//! Telemetry provider implementations

mod replay;

pub use replay::{Recording, ReplayProvider};
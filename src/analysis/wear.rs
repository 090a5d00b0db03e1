//! Tyre wear rate per lap

use serde::Serialize;
use std::collections::VecDeque;

use crate::config::MonitorConfig;
use crate::types::{Corner, PerCorner, TelemetrySample};

/// Rates below this are treated as no wear at all.
const MIN_WEAR_RATE: f32 = 1e-4;

/// Projection shown when a tyre is not wearing measurably.
pub const UNLIMITED_LAPS: f32 = 999.0;

/// Wear state of one corner.
#[derive(Debug, Clone, Copy, PartialEq, Serialize)]
#[cfg_attr(feature = "tauri", derive(specta::Type))]
pub struct CornerWear {
    pub corner: Corner,
    pub wear_percent: f32,
    pub per_lap_percent: f32,
    pub remaining_laps: f32,
}

#[derive(Debug, Clone, Default)]
pub struct WearMonitor {
    config: MonitorConfig,
    history: [VecDeque<f32>; 4],
    lap: Option<u32>,
    lap_start_wear: PerCorner<f32>,
    current: PerCorner<f32>,
}

impl WearMonitor {
    pub fn new(config: MonitorConfig) -> Self {
        Self { config, ..Self::default() }
    }

    pub fn update(&mut self, sample: &TelemetrySample) {
        if !sample.is_playing() {
            return;
        }
        self.current = sample.tyre_wear;

        let Some(participant) = sample.viewed_participant() else {
            return;
        };
        let lap = participant.current_lap;

        match self.lap {
            Some(current) if lap > current => {
                for corner in Corner::ALL {
                    let i = corner.index();
                    // A fresh tyre reads lower than the old one; that lap is skipped
                    let delta = sample.tyre_wear[i] - self.lap_start_wear[i];
                    if delta > 0.0 {
                        let history = &mut self.history[i];
                        history.push_back(delta);
                        while history.len() > self.config.history_laps {
                            history.pop_front();
                        }
                    }
                }
                self.lap = Some(lap);
                self.lap_start_wear = sample.tyre_wear;
            }
            Some(current) if lap == current => {}
            _ => {
                self.lap = Some(lap);
                self.lap_start_wear = sample.tyre_wear;
            }
        }
    }

    pub fn status(&self) -> [CornerWear; 4] {
        Corner::ALL.map(|corner| {
            let i = corner.index();
            let history = &self.history[i];
            let rate = if history.is_empty() {
                0.0
            } else {
                history.iter().sum::<f32>() / history.len() as f32
            };
            let remaining_laps =
                if rate > MIN_WEAR_RATE { (1.0 - self.current[i]) / rate } else { UNLIMITED_LAPS };

            CornerWear {
                corner,
                wear_percent: self.current[i] * 100.0,
                per_lap_percent: rate * 100.0,
                remaining_laps,
            }
        })
    }
}
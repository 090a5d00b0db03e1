//! Provider trait for telemetry sources

use crate::Result;
use crate::types::TelemetrySample;

/// Trait for telemetry sources
///
/// Providers abstract over where samples come from (shared memory, a recorded
/// stint, a test fixture) and handle their own pacing internally.
#[async_trait::async_trait]
pub trait Provider: Send + 'static {
    /// Get the next telemetry sample
    ///
    /// Returns:
    /// - `Ok(Some(sample))` - New sample available
    /// - `Ok(None)` - Source exhausted (normal termination)
    /// - `Err(e)` - Error occurred; the driver retries with backoff
    async fn next_sample(&mut self) -> Result<Option<TelemetrySample>>;

    /// Native sample rate in Hz
    fn tick_rate(&self) -> f64;
}
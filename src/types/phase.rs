//! Driving phase classification

use serde::{Deserialize, Serialize};
use std::fmt;

/// The part of a corner the car is currently in.
#[derive(Debug, Clone, Copy, Default, PartialEq, Eq, Hash, Serialize, Deserialize)]
#[serde(rename_all = "SCREAMING_SNAKE_CASE")]
#[cfg_attr(feature = "tauri", derive(specta::Type))]
pub enum Phase {
    #[default]
    Straight,
    Braking,
    TurnIn,
    MidCorner,
    Exit,
}

impl Phase {
    /// Decode a raw phase code; anything unrecognised falls back to `Straight`.
    pub fn from_code(code: u8) -> Self {
        match code {
            1 => Phase::Braking,
            2 => Phase::TurnIn,
            3 => Phase::MidCorner,
            4 => Phase::Exit,
            _ => Phase::Straight,
        }
    }

    pub fn code(self) -> u8 {
        match self {
            Phase::Straight => 0,
            Phase::Braking => 1,
            Phase::TurnIn => 2,
            Phase::MidCorner => 3,
            Phase::Exit => 4,
        }
    }

    pub fn as_str(self) -> &'static str {
        match self {
            Phase::Straight => "STRAIGHT",
            Phase::Braking => "BRAKING",
            Phase::TurnIn => "TURN_IN",
            Phase::MidCorner => "MID_CORNER",
            Phase::Exit => "EXIT",
        }
    }
}

impl fmt::Display for Phase {
    fn fmt(&self, f: &mut fmt::Formatter<'_>) -> fmt::Result {
        f.write_str(self.as_str())
    }
}

#[cfg(test)]
mod tests {
    use super::*;

    #[test]
    fn unknown_codes_reset_to_straight() {
        assert_eq!(Phase::from_code(7), Phase::Straight);
        assert_eq!(Phase::from_code(255), Phase::Straight);
        for phase in [Phase::Straight, Phase::Braking, Phase::TurnIn, Phase::MidCorner, Phase::Exit] {
            assert_eq!(Phase::from_code(phase.code()), phase);
        }
    }

    #[test]
    fn serializes_in_screaming_case() {
        let yaml = serde_yaml_ng::to_string(&Phase::MidCorner).expect("serialize phase");
        assert_eq!(yaml.trim(), "MID_CORNER");
        assert_eq!(Phase::TurnIn.to_string(), "TURN_IN");
    }
}
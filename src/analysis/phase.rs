//! Driving phase detection

use tracing::trace;

use crate::config::PhaseConfig;
use crate::types::{Phase, TelemetrySample};

/// Classifies the current driving phase from pedal and lateral-G input.
///
/// The detector has no window: each call is a function of the current sample
/// and the phase of the previous call.
#[derive(Debug, Clone)]
pub struct PhaseDetector {
    config: PhaseConfig,
    current: Phase,
    last: Phase,
}

impl Default for PhaseDetector {
    fn default() -> Self {
        Self::new(PhaseConfig::default())
    }
}

impl PhaseDetector {
    pub fn new(config: PhaseConfig) -> Self {
        Self { config, current: Phase::Straight, last: Phase::Straight }
    }

    /// Advance the detector by one tick and return the new phase.
    pub fn update(&mut self, sample: &TelemetrySample) -> Phase {
        let next = self.classify(sample);
        if next != self.current {
            trace!(from = %self.current, to = %next, "Phase transition");
        }
        self.last = self.current;
        self.current = next;
        next
    }

    fn classify(&self, sample: &TelemetrySample) -> Phase {
        let c = &self.config;
        let brake = sample.unfiltered_brake;
        let throttle = sample.unfiltered_throttle;
        let lat_g = sample.lateral_g();

        // Brake input dominates every other rule
        if brake > c.brake_threshold {
            return Phase::Braking;
        }

        match self.current {
            Phase::Braking => {
                if lat_g > c.cornering_lat_g {
                    Phase::TurnIn
                } else {
                    Phase::Straight
                }
            }
            Phase::TurnIn => {
                if throttle > c.throttle_threshold {
                    if lat_g > c.cornering_lat_g { Phase::Exit } else { Phase::Straight }
                } else if lat_g > c.cornering_lat_g
                    && brake < c.pedal_released
                    && throttle < c.pedal_released
                {
                    Phase::MidCorner
                } else {
                    Phase::TurnIn
                }
            }
            Phase::MidCorner => {
                if throttle > c.throttle_threshold {
                    Phase::Exit
                } else if lat_g < c.straight_lat_g {
                    Phase::Straight
                } else {
                    Phase::MidCorner
                }
            }
            Phase::Exit => {
                if lat_g < c.straight_lat_g && throttle > c.full_throttle {
                    Phase::Straight
                } else if brake > c.brake_threshold {
                    // Shadowed by the priority rule while it stays first
                    Phase::Braking
                } else {
                    Phase::Exit
                }
            }
            Phase::Straight => {
                if lat_g > c.cornering_lat_g {
                    Phase::MidCorner
                } else {
                    Phase::Straight
                }
            }
        }
    }

    pub fn current(&self) -> Phase {
        self.current
    }

    /// Phase before the most recent update.
    pub fn last(&self) -> Phase {
        self.last
    }

    pub fn reset(&mut self) {
        self.current = Phase::Straight;
        self.last = Phase::Straight;
    }
}
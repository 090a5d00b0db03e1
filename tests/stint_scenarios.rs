//! End-to-end stint scenarios
//!
//! Drives a [`StintEngineer`] through whole practice and race stints and checks
//! the workflow state, messages and feedback the driver would see.

use std::time::{Duration, Instant};

use race_engineer::analysis::{CamberAction, PressureAction, PressureStatus};
use race_engineer::types::{Corner, GameState, Participant, PitMode, SessionState, TelemetrySample};
use race_engineer::{EngineerConfig, SetupFeedback, StintEngineer, StintState};

const HZ: f32 = 10.0;
const SPEED: f32 = 40.0;
const RADIUS: f32 = 0.33;

fn init_tracing() {
    let _ = tracing_subscriber::fmt::try_init();
}

/// A car at a steady 40 m/s with flat tyre profiles at `temp`.
fn cruising(session: SessionState, temp: f32) -> TelemetrySample {
    TelemetrySample {
        game_state: GameState::Playing,
        session_state: session,
        pit_mode: PitMode::None,
        viewed_participant_index: 0,
        participants: vec![Participant { current_lap: 1, world_position: [0.0; 3] }],
        unfiltered_throttle: 1.0,
        throttle: 1.0,
        speed: SPEED,
        fuel_level: 0.8,
        fuel_capacity: 100.0,
        tyre_rps: [SPEED / RADIUS; 4],
        tyre_radius: [RADIUS; 4],
        tyre_temp: [temp; 4],
        tyre_temp_left: [temp; 4],
        tyre_temp_center: [temp; 4],
        tyre_temp_right: [temp; 4],
        ..TelemetrySample::default()
    }
}

/// Set cross-section profiles that meet the default camber targets.
fn with_ideal_camber(mut sample: TelemetrySample) -> TelemetrySample {
    let profiles = [
        (Corner::FrontLeft, -3.5, 3.5),
        (Corner::FrontRight, 3.5, -3.5),
        (Corner::RearLeft, -2.0, 2.0),
        (Corner::RearRight, 2.0, -2.0),
    ];
    for (corner, left, right) in profiles {
        let i = corner.index();
        let base = sample.tyre_temp[i];
        sample.tyre_temp_left[i] = base + left;
        sample.tyre_temp_right[i] = base + right;
    }
    sample
}

/// Drive `seconds` of samples from `template`, advancing clock and odometer.
fn drive(engineer: &mut StintEngineer, template: &TelemetrySample, seconds: f32) -> TelemetrySample {
    let t0 = Instant::now();
    let ticks = (seconds * HZ) as usize;
    let mut last = template.clone();
    for i in 0..ticks {
        let t = i as f32 / HZ;
        last = TelemetrySample {
            current_time: template.current_time + t,
            odometer_km: template.odometer_km + SPEED * t / 1000.0,
            ..template.clone()
        };
        engineer.update_at(&last, t0 + Duration::from_secs_f32(t));
    }
    last
}

#[test]
fn practice_stint_with_hot_tyres_calls_box() {
    init_tracing();
    let mut engineer = StintEngineer::new(EngineerConfig::default());
    assert_eq!(engineer.state(), StintState::Waiting);

    // 11 km at 95°C
    drive(&mut engineer, &cruising(SessionState::Practice, 95.0), 275.0);

    let report = engineer.report();
    assert_eq!(report.state, StintState::Box);
    assert!(report.ready);
    assert!(report.message.contains("BOX"), "{}", report.message);
    for tyre in &report.tyres {
        assert_eq!(tyre.pressure_status, PressureStatus::TooHot);
        assert_eq!(tyre.pressure_action, PressureAction::Increase);
    }
}

#[test]
fn practice_stint_reports_progress_before_threshold() {
    init_tracing();
    let mut engineer = StintEngineer::default();
    drive(&mut engineer, &cruising(SessionState::Practice, 95.0), 100.0);

    assert_eq!(engineer.state(), StintState::Gathering);
    assert_eq!(engineer.message(), "Analysing... (4.0/10 km) - NEUTRAL");
}

#[test]
fn race_stint_never_boxes() {
    init_tracing();
    let mut engineer = StintEngineer::default();
    drive(&mut engineer, &cruising(SessionState::Race, 95.0), 400.0);

    let report = engineer.report();
    assert!(matches!(report.state, StintState::Gathering | StintState::Checking));
    assert!(!report.ready);
    assert!(report.message.starts_with("RACE - "), "{}", report.message);
    assert!(report.message.contains(&format!("km - {} - NEUTRAL", report.phase)), "{}", report.message);
    assert!(report.message.ends_with("STRAIGHT - NEUTRAL"));
}

#[test]
fn new_stint_requires_pit_visit_and_speed_on_the_same_tick() {
    init_tracing();
    let mut engineer = StintEngineer::default();
    let last = drive(&mut engineer, &cruising(SessionState::Practice, 95.0), 275.0);
    assert_eq!(engineer.state(), StintState::Box);

    let at = |speed: f32, pit_mode: PitMode| TelemetrySample { speed, pit_mode, ..last.clone() };

    // Menus and pauses keep the verdict on screen
    engineer.update(&TelemetrySample { game_state: GameState::Paused, ..last.clone() });
    engineer.update(&TelemetrySample { game_state: GameState::InMenuTimeTicking, ..last.clone() });
    assert_eq!(engineer.state(), StintState::Box);

    engineer.update(&at(30.0, PitMode::None));
    assert_eq!(engineer.state(), StintState::Box, "no pit visit yet");

    engineer.update(&at(15.0, PitMode::DrivingIntoPits));
    engineer.update(&at(0.0, PitMode::InPit));
    engineer.update(&at(12.0, PitMode::DrivingOutOfPits));
    assert_eq!(engineer.state(), StintState::Box, "still in the pit lane");

    engineer.update(&at(9.0, PitMode::None));
    assert_eq!(engineer.state(), StintState::Box, "not yet above restart speed");

    engineer.update(&at(10.5, PitMode::None));
    assert_eq!(engineer.state(), StintState::Gathering);
    assert_eq!(engineer.stint_distance(), 0.0);
}

#[test]
fn fixed_setup_is_reported_as_improvement() {
    init_tracing();
    let mut engineer = StintEngineer::default();
    let last = drive(&mut engineer, &cruising(SessionState::Practice, 95.0), 275.0);
    assert_eq!(engineer.feedback(), None);

    engineer.update(&TelemetrySample { speed: 0.0, pit_mode: PitMode::InPit, ..last.clone() });

    let fixed = with_ideal_camber(TelemetrySample {
        odometer_km: last.odometer_km,
        current_time: last.current_time + 1.0,
        ..cruising(SessionState::Practice, 80.0)
    });
    drive(&mut engineer, &fixed, 275.0);

    let report = engineer.report();
    assert_eq!(report.state, StintState::Gathering);
    assert!(report.message.starts_with("Setup OK."), "{}", report.message);
    assert_eq!(report.feedback, Some(SetupFeedback::Improved));
    assert!(report.tyres.iter().all(|t| t.camber_action == CamberAction::Ok));
}

#[test]
fn second_bad_stint_compares_against_the_first() {
    init_tracing();
    let mut engineer = StintEngineer::default();
    let last = drive(&mut engineer, &cruising(SessionState::Practice, 95.0), 275.0);
    engineer.update(&TelemetrySample { speed: 0.0, pit_mode: PitMode::InPit, ..last.clone() });

    // Only the pressures were fixed: camber problems remain
    let half_fixed = TelemetrySample {
        odometer_km: last.odometer_km,
        current_time: last.current_time + 1.0,
        ..cruising(SessionState::Practice, 80.0)
    };
    drive(&mut engineer, &half_fixed, 275.0);

    assert_eq!(engineer.state(), StintState::Box);
    assert_eq!(engineer.feedback(), Some(SetupFeedback::Improved));
    let baseline = engineer.previous_snapshot().expect("baseline stored at box");
    assert_eq!(baseline.problem_count(), 4);
}

#[test]
fn invalid_participant_index_means_lap_zero() {
    init_tracing();
    let mut engineer = StintEngineer::default();
    let sample = TelemetrySample { viewed_participant_index: 12, ..cruising(SessionState::Practice, 80.0) };
    engineer.update(&sample);

    let report = engineer.report();
    assert_eq!(report.laps_completed, 0);
    assert_eq!(report.state, StintState::Gathering);
}
//! Fuel consumption per lap

use serde::Serialize;
use std::collections::VecDeque;
use tracing::debug;

use crate::config::MonitorConfig;
use crate::types::TelemetrySample;

/// Fuel level in litres.
///
/// The simulator reports the level as a ratio of capacity on most builds and
/// as litres on some; values above 1.0 can only be litres.
pub fn fuel_litres(level: f32, capacity: f32) -> f32 {
    if capacity > 0.0 && level <= 1.0 { level * capacity } else { level }
}

/// Current fuel state and consumption projection.
#[derive(Debug, Clone, Copy, Default, PartialEq, Serialize)]
#[cfg_attr(feature = "tauri", derive(specta::Type))]
pub struct FuelStatus {
    pub litres: f32,
    /// Average litres used per lap over the recorded history
    pub per_lap: f32,
    /// Laps left at the average rate, 0 without history
    pub remaining_laps: f32,
}

/// Records litres used on each completed lap.
#[derive(Debug, Clone, Default)]
pub struct FuelMonitor {
    config: MonitorConfig,
    history: VecDeque<f32>,
    lap: Option<u32>,
    lap_start_litres: f32,
    litres: f32,
}

impl FuelMonitor {
    pub fn new(config: MonitorConfig) -> Self {
        Self { config, ..Self::default() }
    }

    pub fn update(&mut self, sample: &TelemetrySample) {
        if !sample.is_playing() {
            return;
        }
        let litres = fuel_litres(sample.fuel_level, sample.fuel_capacity);
        self.litres = litres;

        let Some(participant) = sample.viewed_participant() else {
            return;
        };
        let lap = participant.current_lap;

        match self.lap {
            Some(current) if lap > current => {
                let used = self.lap_start_litres - litres;
                if used > 0.0 {
                    self.history.push_back(used);
                    while self.history.len() > self.config.history_laps {
                        self.history.pop_front();
                    }
                }
                self.lap = Some(lap);
                self.lap_start_litres = litres;
            }
            Some(current) if lap == current => {
                if litres > self.lap_start_litres + self.config.refuel_tolerance {
                    debug!(litres, previous = self.lap_start_litres, "Refuel detected");
                    self.lap_start_litres = litres;
                }
            }
            // First sight, or the lap counter went backwards after a restart
            _ => {
                self.lap = Some(lap);
                self.lap_start_litres = litres;
            }
        }
    }

    pub fn status(&self) -> FuelStatus {
        let per_lap = if self.history.is_empty() {
            0.0
        } else {
            self.history.iter().sum::<f32>() / self.history.len() as f32
        };
        let remaining_laps = if per_lap > 0.0 { self.litres / per_lap } else { 0.0 };
        FuelStatus { litres: self.litres, per_lap, remaining_laps }
    }

    /// Litres used on each of the recorded laps, oldest first.
    pub fn history(&self) -> &VecDeque<f32> {
        &self.history
    }
}

#[cfg(test)]
mod tests {
    use super::*;
    use crate::test_utils::SampleBuilder;
    use crate::types::GameState;

    fn at(lap: u32, litres: f32) -> TelemetrySample {
        SampleBuilder::driving().lap(lap).fuel(litres, 100.0).build()
    }

    #[test]
    fn level_units() {
        assert_eq!(fuel_litres(0.5, 100.0), 50.0);
        assert_eq!(fuel_litres(42.0, 100.0), 42.0);
        assert_eq!(fuel_litres(0.5, 0.0), 0.5);
    }

    #[test]
    fn consumption_over_completed_laps() {
        let mut monitor = FuelMonitor::default();
        monitor.update(&at(1, 60.0));
        monitor.update(&at(1, 58.0));
        monitor.update(&at(2, 57.0));
        monitor.update(&at(3, 54.0));

        let status = monitor.status();
        assert_eq!(monitor.history().len(), 2);
        assert_eq!(status.per_lap, 3.0);
        assert_eq!(status.remaining_laps, 18.0);
    }

    #[test]
    fn no_history_means_zero_remaining() {
        let mut monitor = FuelMonitor::default();
        monitor.update(&at(1, 0.5));
        let status = monitor.status();
        assert_eq!(status.litres, 50.0);
        assert_eq!(status.remaining_laps, 0.0);
    }

    #[test]
    fn refuel_re_anchors_the_lap() {
        let mut monitor = FuelMonitor::default();
        monitor.update(&at(1, 10.0));
        monitor.update(&at(1, 80.0));
        monitor.update(&at(2, 77.0));
        assert_eq!(monitor.history().iter().copied().collect::<Vec<_>>(), vec![3.0]);
    }

    #[test]
    fn history_keeps_last_laps_only() {
        let mut monitor = FuelMonitor::default();
        for lap in 1..=8 {
            monitor.update(&at(lap, 80.0 - lap as f32 * 2.0));
        }
        assert_eq!(monitor.history().len(), 5);
    }

    #[test]
    fn ignores_non_playing_samples() {
        let mut monitor = FuelMonitor::default();
        monitor.update(&SampleBuilder::driving().game_state(GameState::Paused).fuel(30.0, 100.0).build());
        assert_eq!(monitor.status(), FuelStatus::default());
    }
}
//! Steering lock usage per lap

use serde::Serialize;

use crate::config::SteeringConfig;
use crate::types::TelemetrySample;

/// Steering lock advice from the peak input of the last completed lap.
#[derive(Debug, Clone, Copy, PartialEq, Eq, Serialize)]
#[serde(rename_all = "SCREAMING_SNAKE_CASE")]
#[cfg_attr(feature = "tauri", derive(specta::Type))]
pub enum SteeringAdvice {
    /// Driver hits the stops: more lock makes the steering quicker
    IncreaseLock,
    /// Driver never uses most of the range: less lock calms the steering
    DecreaseLock,
    Ok,
}

impl SteeringAdvice {
    pub fn as_str(self) -> &'static str {
        match self {
            SteeringAdvice::IncreaseLock => "Increase steering lock (more angle, more responsive)",
            SteeringAdvice::DecreaseLock => "Decrease steering lock (less angle, calmer)",
            SteeringAdvice::Ok => "Steering lock OK",
        }
    }
}

/// Tracks the peak absolute steering input of each lap.
#[derive(Debug, Clone, Default)]
pub struct SteeringLockAnalyzer {
    config: SteeringConfig,
    lap: Option<u32>,
    max_usage: f32,
    last_lap_usage: Option<f32>,
    recommendation: Option<SteeringAdvice>,
}

impl SteeringLockAnalyzer {
    pub fn new(config: SteeringConfig) -> Self {
        Self { config, ..Self::default() }
    }

    /// Feed one sample; a lap number change closes the previous lap.
    pub fn update(&mut self, sample: &TelemetrySample, lap: u32) {
        if self.lap != Some(lap) {
            if self.lap.is_some() {
                self.close_lap();
            }
            self.lap = Some(lap);
            self.max_usage = 0.0;
        }
        self.max_usage = self.max_usage.max(sample.steering.abs());
    }

    fn close_lap(&mut self) {
        let usage = self.max_usage;
        let advice = if usage > self.config.high_usage {
            SteeringAdvice::IncreaseLock
        } else if usage < self.config.low_usage {
            SteeringAdvice::DecreaseLock
        } else {
            SteeringAdvice::Ok
        };
        self.last_lap_usage = Some(usage);
        self.recommendation = Some(advice);
    }

    /// Advice for the last completed lap, `None` until one completes.
    pub fn recommendation(&self) -> Option<SteeringAdvice> {
        self.recommendation
    }

    /// Peak steering usage of the last completed lap.
    pub fn last_lap_usage(&self) -> Option<f32> {
        self.last_lap_usage
    }
}

#[cfg(test)]
mod tests {
    use super::*;
    use crate::test_utils::SampleBuilder;

    fn drive_lap(analyzer: &mut SteeringLockAnalyzer, lap: u32, inputs: &[f32]) {
        for &steering in inputs {
            analyzer.update(&SampleBuilder::driving().steering(steering).build(), lap);
        }
    }

    #[test]
    fn no_advice_before_first_lap_completes() {
        let mut analyzer = SteeringLockAnalyzer::default();
        drive_lap(&mut analyzer, 1, &[0.2, -1.0, 0.4]);
        assert_eq!(analyzer.recommendation(), None);
    }

    #[test]
    fn advice_follows_peak_usage() {
        let mut analyzer = SteeringLockAnalyzer::default();
        drive_lap(&mut analyzer, 1, &[0.2, -0.99, 0.4]);
        drive_lap(&mut analyzer, 2, &[0.1]);
        assert_eq!(analyzer.recommendation(), Some(SteeringAdvice::IncreaseLock));
        assert_eq!(analyzer.last_lap_usage(), Some(0.99));

        drive_lap(&mut analyzer, 3, &[0.1]);
        assert_eq!(analyzer.recommendation(), Some(SteeringAdvice::DecreaseLock));

        drive_lap(&mut analyzer, 2, &[0.75]);
        drive_lap(&mut analyzer, 4, &[0.0]);
        assert_eq!(analyzer.recommendation(), Some(SteeringAdvice::Ok));
    }
}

____

Exercise aim: Could you restate word for word the lines above, from the one that contains "assert_eq!(monitor.status(), FuelStatus::default());" through the one that contains "input of the last completed lap.", and no others?

Exercise solution:
        assert_eq!(monitor.status(), FuelStatus::default());
    }
}
//! Steering lock usage per lap

use serde::Serialize;

use crate::config::SteeringConfig;
use crate::types::TelemetrySample;

/// Steering lock advice from the peak input of the last completed lap.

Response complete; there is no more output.